══ Exercise data ══

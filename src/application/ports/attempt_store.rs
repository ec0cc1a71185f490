//! Attempt Store Port - 登录尝试生命周期管理
//!
//! 定义按 attempt id 存取 [`LoginAttempt`] 的抽象接口，
//! 具体实现在 infrastructure/memory 层。

use thiserror::Error;

use crate::domain::login::{LoginAttempt, LoginStage};

/// Attempt Store 错误
#[derive(Debug, Error)]
pub enum AttemptError {
    #[error("Login attempt not found: {0}")]
    NotFound(String),

    #[error("Login attempt already exists: {0}")]
    AlreadyExists(String),
}

/// Attempt Store Port
///
/// 所有状态存储在内存中，进程重启即丢弃（本系统无持久化需求）。
pub trait AttemptStorePort: Send + Sync {
    /// 登记新的登录尝试，返回其 id
    fn insert(&self, attempt: LoginAttempt) -> Result<String, AttemptError>;

    /// 获取登录尝试的快照
    fn get(&self, id: &str) -> Result<LoginAttempt, AttemptError>;

    /// 整体替换阶段（阶段机迁移后回写）
    fn set_stage(&self, id: &str, stage: LoginStage) -> Result<(), AttemptError>;

    /// 更新最后活动时间
    fn touch(&self, id: &str);

    /// 移除并返回登录尝试（登录成功或放弃时）
    fn remove(&self, id: &str) -> Result<LoginAttempt, AttemptError>;

    /// 所有闲置超过 `idle_timeout_secs` 的 attempt id
    fn expired(&self, idle_timeout_secs: u64) -> Vec<String>;

    /// 所有 attempt id
    fn list_all(&self) -> Vec<String>;
}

═══

• How to complete this task:
Every line above in which the word "String" occurs needs to be copied.

• Solution:
    NotFound(String),
    AlreadyExists(String),
    fn insert(&self, attempt: LoginAttempt) -> Result<String, AttemptError>;
    fn expired(&self, idle_timeout_secs: u64) -> Vec<String>;
    fn list_all(&self) -> Vec<String>;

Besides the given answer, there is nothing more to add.